Cada cohorte recorre las mismas cuatro etapas. Los tiempos son orientativos: dependen de la disponibilidad del equipo y de cuánto material llegue ordenado desde el inicio.
Revisamos qué información existe, quién la tiene y qué decisiones están pendientes. Al cerrar la semana ya hay un mapa de ideas compartido y una lista corta de criterios para comparar alternativas.
Tres sesiones digitales donde se trabaja el guion de la propuesta, se descartan datos de apoyo innecesarios y se ensaya la presentación frente al grupo. Cada participante sale con una versión intermedia revisada.
El equipo reparte roles, mueve dependencias y ajusta fechas en la sala de proyectos. Aquí suelen aparecer los cuellos de botella reales: aprobaciones externas, vacaciones cruzadas, cambios de alcance a última hora.
Se entrega el plan de acción final con hitos, responsables y criterios de seguimiento. La última sesión es una lectura conjunta del documento: si no se explica sin su autor delante, todavía falta trabajo.
Los estudios de caso y las plantillas de mapas de ideas quedan disponibles en el centro de recursos durante todo el proceso. No se eliminan al terminar la cohorte.
La plataforma no empieza por la teoría. Empieza por lo que traes: una idea a medio armar, una decisión pendiente o un plan que necesita orden. A partir de ahí se trabaja en etapas cortas, con entregables concretos en cada una.
Se recoge el material inicial: notas sueltas, documentos, referencias o una propuesta ya escrita. El objetivo es entender qué hay y qué falta antes de mover nada.
La información se separa en mensaje central, datos de apoyo y contexto. Se construye un mapa que muestra qué depende de qué y dónde hay huecos por cubrir.

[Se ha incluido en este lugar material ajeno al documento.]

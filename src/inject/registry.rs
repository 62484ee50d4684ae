//! Injector registry.
//!
//! Provides a central registry for looking up injectors by source kind.

use std::collections::HashMap;
use std::sync::Arc;

use super::Injector;
use super::providers::{
    azure_rm::AzureRmInjector, cloudforms::CloudformsInjector, ec2::Ec2Injector, gce::GceInjector,
    openstack::OpenstackInjector, rhv::RhvInjector, satellite6::Satellite6Injector,
    tower::TowerInjector, vmware::VmwareInjector,
};
use crate::source::SourceKind;

/// Registry of the built-in injectors, one per source kind.
pub struct InjectorRegistry {
    injectors: HashMap<SourceKind, Arc<dyn Injector>>,
}

impl InjectorRegistry {
    /// Create a new registry with all built-in injectors.
    pub fn new() -> Self {
        let mut injectors: HashMap<SourceKind, Arc<dyn Injector>> = HashMap::new();
        injectors.insert(SourceKind::Ec2, Arc::new(Ec2Injector));
        injectors.insert(SourceKind::Gce, Arc::new(GceInjector));
        injectors.insert(SourceKind::AzureRm, Arc::new(AzureRmInjector));
        injectors.insert(SourceKind::Vmware, Arc::new(VmwareInjector));
        injectors.insert(SourceKind::Openstack, Arc::new(OpenstackInjector));
        injectors.insert(SourceKind::Rhv, Arc::new(RhvInjector));
        injectors.insert(SourceKind::Satellite6, Arc::new(Satellite6Injector));
        injectors.insert(SourceKind::Cloudforms, Arc::new(CloudformsInjector));
        injectors.insert(SourceKind::Tower, Arc::new(TowerInjector));
        Self { injectors }
    }

    /// Get the injector for a source kind.
    pub fn get(&self, kind: SourceKind) -> Option<Arc<dyn Injector>> {
        self.injectors.get(&kind).cloned()
    }
}

impl Default for InjectorRegistry {
    fn default() -> Self {
        Self::new()
    }
}
use anyhow::Result;

use crate::inject::registry::InjectorRegistry;
use crate::output;
use crate::source::SourceKind;

pub struct ProvidersCommand;

impl ProvidersCommand {
    /// Execute the providers command
    pub fn execute() -> Result<()> {
        let registry = InjectorRegistry::new();

        output::section("Inventory providers");
        output::table_header(&["source", "script", "plugin"]);
        for kind in SourceKind::ALL {
            if let Some(injector) = registry.get(kind) {
                let plugin = injector.plugin_name().unwrap_or("-");
                output::table_row(&[kind.name(), kind.script_file(), plugin]);
            }
        }
        output::blank();
        Ok(())
    }
}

Con la estructura lista, se ensaya la exposición en la sala de proyectos. Se prueban versiones cortas y se identifican las preguntas que la idea todavía no resiste.

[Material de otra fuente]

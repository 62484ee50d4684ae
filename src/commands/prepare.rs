use anyhow::Result;
use walkdir::WalkDir;

use crate::commands::UpdateParams;
use crate::inject::{EnvValue, ExecutionMode};
use crate::output;

pub struct PrepareCommand;

impl PrepareCommand {
    /// Execute the prepare command
    pub fn execute(params: &UpdateParams, keep: bool) -> Result<()> {
        let update = super::load_update(params)?;
        let prepared = update.prepare()?;

        let mode = match prepared.mode {
            ExecutionMode::Script => "script",
            ExecutionMode::Plugin => "plugin",
        };
        let command_line = std::iter::once(prepared.program.clone())
            .chain(prepared.args.iter().cloned())
            .collect::<Vec<_>>()
            .join(" ");

        output::section("Execution");
        output::key_value("Source", update.source.name());
        output::key_value("Mode", mode);
        output::key_value("Command", &command_line);

        output::section("Environment");
        for (key, value) in &prepared.env {
            // Secret values never reach the terminal.
            let shown = match prepared.injection.env.get(key) {
                Some(EnvValue::Secret(_)) => "***",
                _ => value.as_str(),
            };
            output::key_value(key, shown);
        }

        output::section("Files");
        let root = prepared.dir.path().to_path_buf();
        for entry in WalkDir::new(&root).min_depth(1).sort_by_file_name() {
            let entry = entry?;
            let rel = entry.path().strip_prefix(&root)?.to_path_buf();
            if entry.file_type().is_dir() {
                output::path(&format!("{}/", rel.display()));
            } else {
                output::path(&rel.display().to_string());
            }
        }

        output::blank();
        if keep {
            let kept = prepared.dir.keep();
            output::info(&format!(
                "Private data directory kept at {}",
                kept.display()
            ));
        } else {
            output::dimmed("Private data directory removed, pass --keep to retain it");
        }
        Ok(())
    }
}
//! The closed set of supported inventory source kinds.

use crate::error::{InjectError, InjectResult};
use serde::{Deserialize, Serialize};
use std::fmt;

/// A cloud inventory source kind.
///
/// Adding a kind means adding a variant here, an injector module, and rows
/// in the capability tables below.
#[derive(Debug, Clone, Copy, PartialEq, Eq, PartialOrd, Ord, Hash, Serialize, Deserialize)]
#[serde(rename_all = "snake_case")]
pub enum SourceKind {
    Ec2,
    Gce,
    AzureRm,
    Vmware,
    Openstack,
    Rhv,
    Satellite6,
    Cloudforms,
    Tower,
}

/// Which typed source fields a kind accepts.
#[derive(Debug, Clone, Copy)]
pub struct FieldSupport {
    pub source_regions: bool,
    pub instance_filters: bool,
    pub group_by: bool,
}

impl SourceKind {
    /// All kinds, in display order.
    pub const ALL: [SourceKind; 9] = [
        SourceKind::Ec2,
        SourceKind::Gce,
        SourceKind::AzureRm,
        SourceKind::Vmware,
        SourceKind::Openstack,
        SourceKind::Rhv,
        SourceKind::Satellite6,
        SourceKind::Cloudforms,
        SourceKind::Tower,
    ];

    /// Wire name of the kind, as used in definition files and directory names.
    pub fn name(&self) -> &'static str {
        match self {
            SourceKind::Ec2 => "ec2",
            SourceKind::Gce => "gce",
            SourceKind::AzureRm => "azure_rm",
            SourceKind::Vmware => "vmware",
            SourceKind::Openstack => "openstack",
            SourceKind::Rhv => "rhv",
            SourceKind::Satellite6 => "satellite6",
            SourceKind::Cloudforms => "cloudforms",
            SourceKind::Tower => "tower",
        }
    }

    /// Parse a wire name back into a kind.
    pub fn from_name(name: &str) -> InjectResult<SourceKind> {
        SourceKind::ALL
            .iter()
            .copied()
            .find(|k| k.name() == name)
            .ok_or_else(|| InjectError::schema("kind", format!("unknown source kind '{}'", name)))
    }

    /// Legacy inventory script shipped for this kind.
    pub fn script_file(&self) -> &'static str {
        match self {
            SourceKind::Ec2 => "ec2.py",
            SourceKind::Gce => "gce.py",
            SourceKind::AzureRm => "azure_rm.py",
            SourceKind::Vmware => "vmware_inventory.py",
            SourceKind::Openstack => "openstack_inventory.py",
            SourceKind::Rhv => "ovirt4.py",
            SourceKind::Satellite6 => "foreman.py",
            SourceKind::Cloudforms => "cloudforms.py",
            SourceKind::Tower => "tower.py",
        }
    }

    /// Credential kind expected for this source kind.
    pub fn credential_kind(&self) -> &'static str {
        match self {
            SourceKind::Ec2 => "aws",
            other => other.name(),
        }
    }

    /// Whether an update of this kind may run without a linked credential.
    ///
    /// EC2 can fall back to ambient AWS configuration; everything else needs
    /// explicit credentials.
    pub fn credential_optional(&self) -> bool {
        matches!(self, SourceKind::Ec2)
    }

    pub fn field_support(&self) -> FieldSupport {
        let (source_regions, instance_filters, group_by) = match self {
            SourceKind::Ec2 => (true, true, true),
            SourceKind::Gce => (true, false, false),
            SourceKind::AzureRm => (true, false, false),
            SourceKind::Vmware => (false, true, true),
            SourceKind::Tower => (false, true, false),
            _ => (false, false, false),
        };
        FieldSupport {
            source_regions,
            instance_filters,
            group_by,
        }
    }
}

impl fmt::Display for SourceKind {
    fn fmt(&self, f: &mut fmt::Formatter<'_>) -> fmt::Result {
        f.write_str(self.name())
    }
}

Cuando hay más de un camino posible, se aplica una matriz simple con criterios visibles. La decisión queda documentada con sus razones, no solo con el resultado.
El concepto se traduce a hitos, responsables y dependencias. El plan se lee en pocos minutos y se puede explicar sin que esté presente quien lo escribió.

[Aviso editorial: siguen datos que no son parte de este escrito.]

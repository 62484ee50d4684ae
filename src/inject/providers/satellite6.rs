//! Red Hat Satellite 6 (Foreman) injector.
//!
//! Options prefixed `satellite6_` configure the script's `[ansible]`
//! section with the prefix stripped; everything else lands in `[foreman]`.

use std::collections::BTreeMap;

use super::required_input;
use crate::error::InjectResult;
use crate::inject::ini::{IniFile, ini_value};
use crate::inject::{
    BuildContext, EnvValue, ExecutionMode, FileSpec, InjectionResult, Injector, InventoryInput,
    plugin_file_name, render_yaml, ybool, ystr,
};
use crate::source::SourceKind;
use crate::vars::NormalizedVars;

const PLUGIN_NAME: &str = "theforeman.foreman.foreman";
const INI_LOGICAL: &str = "foreman.ini";

const DEFAULT_GROUP_PREFIX: &str = "foreman_";

pub struct Satellite6Injector;

impl Injector for Satellite6Injector {
    fn kind(&self) -> SourceKind {
        SourceKind::Satellite6
    }

    fn plugin_name(&self) -> Option<&'static str> {
        Some(PLUGIN_NAME)
    }

    fn build_script(
        &self,
        vars: &NormalizedVars,
        _ctx: &BuildContext,
    ) -> InjectResult<InjectionResult> {
        let mut result = InjectionResult::new(
            ExecutionMode::Script,
            InventoryInput::Script(self.kind().script_file().to_string()),
        );

        let mut ini = IniFile::new();
        ini.set("ansible", "group_patterns", "[]");
        ini.set("ansible", "group_prefix", DEFAULT_GROUP_PREFIX);
        ini.set("ansible", "want_facts", "True");
        ini.set("ansible", "want_hostcollections", "False");
        ini.set("cache", "path", "/tmp");
        ini.set("cache", "scan_new_hosts", "True");
        ini.set("foreman", "ssl_verify", "False");
        for (key, value) in vars.options() {
            let Some(rendered) = ini_value(value) else {
                continue;
            };
            match key.strip_prefix("satellite6_") {
                Some(stripped) => ini.set("ansible", stripped, rendered),
                None => ini.set("foreman", key, rendered),
            }
        }
        ini.set("foreman", "url", required_input(vars, "host")?);
        ini.set("foreman", "user", required_input(vars, "username")?);
        ini.set("foreman", "password", required_input(vars, "password")?);

        result.add_file(FileSpec::secret_text(INI_LOGICAL, ini.render()));
        result.add_env("FOREMAN_INI_PATH", EnvValue::FileRef(INI_LOGICAL.to_string()));
        Ok(result)
    }

    fn build_plugin(
        &self,
        vars: &NormalizedVars,
        _ctx: &BuildContext,
    ) -> InjectResult<InjectionResult> {
        let file_name = plugin_file_name(PLUGIN_NAME);
        let mut result = InjectionResult::new(
            ExecutionMode::Plugin,
            InventoryInput::Plugin(file_name.clone()),
        );

        let mut doc: BTreeMap<String, serde_yaml::Value> = BTreeMap::new();
        doc.insert("plugin".to_string(), ystr(PLUGIN_NAME));
        doc.insert(
            "group_prefix".to_string(),
            ystr(vars
                .option_str("satellite6_group_prefix")
                .unwrap_or(DEFAULT_GROUP_PREFIX)),
        );
        doc.insert(
            "want_facts".to_string(),
            ybool(vars.option_bool("satellite6_want_facts", true)),
        );
        doc.insert(
            "want_hostcollections".to_string(),
            ybool(vars.option_bool("satellite6_want_hostcollections", false)),
        );

        result.add_file(FileSpec::text(&file_name, render_yaml(&doc)?));
        result.add_env(
            "FOREMAN_SERVER",
            EnvValue::Literal(required_input(vars, "host")?.to_string()),
        );
        result.add_env(
            "FOREMAN_USER",
            EnvValue::Literal(required_input(vars, "username")?.to_string()),
        );
        result.add_env(
            "FOREMAN_PASSWORD",
            EnvValue::Secret(required_input(vars, "password")?.to_string()),
        );
        Ok(result)
    }
}

#[cfg(test)]
mod tests {
    use super::*;
    use crate::credential::Credential;
    use crate::source::SourceDefinition;
    use crate::vars::resolve;
    use serde_json::json;

    fn satellite_vars(source_vars: BTreeMap<String, serde_json::Value>) -> NormalizedVars {
        let mut inputs = BTreeMap::new();
        inputs.insert("host".to_string(), json!("https://satellite.example.org"));
        inputs.insert("username".to_string(), json!("admin"));
        inputs.insert("password".to_string(), json!("shhh"));
        let cred = Credential::new("satellite6", inputs).unwrap();
        let source = SourceDefinition::new("sat", SourceKind::Satellite6).with_vars(source_vars);
        resolve(&source, Some(&cred)).unwrap()
    }

    #[test]
    fn test_prefix_routing() {
        let mut source_vars = BTreeMap::new();
        source_vars.insert("satellite6_group_prefix".to_string(), json!("custom_"));
        source_vars.insert("satellite6_want_ansible_ssh_host".to_string(), json!(true));
        source_vars.insert("extra".to_string(), json!("stays"));
        let vars = satellite_vars(source_vars);
        let ctx = BuildContext { license_type: "open" };
        let result = Satellite6Injector.build_script(&vars, &ctx).unwrap();
        match &result.files[0].content {
            crate::inject::FileContent::Text(text) => {
                assert!(text.contains("[ansible]\n"));
                assert!(text.contains("group_prefix = custom_\n"));
                assert!(text.contains("want_ansible_ssh_host = True\n"));
                assert!(text.contains("\n[foreman]\nextra = stays\n"));
                assert!(!text.contains("satellite6_"));
            }
            other => panic!("unexpected content {:?}", other),
        }
    }

    #[test]
    fn test_script_section_defaults() {
        let vars = satellite_vars(BTreeMap::new());
        let ctx = BuildContext { license_type: "open" };
        let result = Satellite6Injector.build_script(&vars, &ctx).unwrap();
        match &result.files[0].content {
            crate::inject::FileContent::Text(text) => {
                assert!(text.contains("group_patterns = []\n"));
                assert!(text.contains("[cache]\npath = /tmp\nscan_new_hosts = True\n"));
                assert!(text.contains("ssl_verify = False\n"));
            }
            other => panic!("unexpected content {:?}", other),
        }
    }

    #[test]
    fn test_plugin_defaults_and_env() {
        let vars = satellite_vars(BTreeMap::new());
        let ctx = BuildContext { license_type: "open" };
        let result = Satellite6Injector.build_plugin(&vars, &ctx).unwrap();
        match &result.files[0].content {
            crate::inject::FileContent::Text(text) => {
                assert_eq!(
                    text,
                    "group_prefix: foreman_\nplugin: theforeman.foreman.foreman\nwant_facts: true\nwant_hostcollections: false\n"
                );
            }
            other => panic!("unexpected content {:?}", other),
        }
        assert_eq!(
            result.env.get("FOREMAN_PASSWORD"),
            Some(&EnvValue::Secret("shhh".to_string()))
        );
    }
}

Cada etapa deja un archivo reutilizable en el centro de recursos. Si algo cambia a mitad de camino, se vuelve al mapa y se ajusta sin rehacer el trabajo completo.
Para ver el detalle de cada etapa con ejemplos, revisa cómo estructurar una idea antes de presentarla o escríbenos desde contacto.
Antes de empezar conviene fijar el alcance. Estas notas aclaran los puntos que suelen generar dudas cuando un equipo entra por primera vez a la sala de proyectos o retoma un taller después de una pausa.
Los módulos trabajan estructura de la información, comparación de alternativas y traducción de conceptos a planes. No sustituyen la asesoría legal, financiera ni técnica de cada organización. Si un proyecto necesita validación externa, esa validación ocurre fuera de la plataforma.
Los talleres digitales y las simulaciones se imparten en fechas fijas. Cuando alguien no puede asistir en directo, el material queda disponible en el centro de recursos, pero las dinámicas de grupo no se repiten de forma individual.
Los mapas de ideas, matrices de decisión y planes que cada participante produce durante un ejercicio son suyos. La plataforma conserva el registro de actividad para dar seguimiento al avance, no para reutilizar el contenido en otros cursos.
No gestionamos la ejecución de los proyectos ni damos seguimiento a tareas fuera del aula. Tampoco evaluamos a personas: los estudios de caso y las simulaciones sirven para practicar criterios, no para calificar desempeño.
Si alguna de estas condiciones no encaja con lo que tu equipo necesita, es mejor revisarlo antes de inscribir a un grupo completo.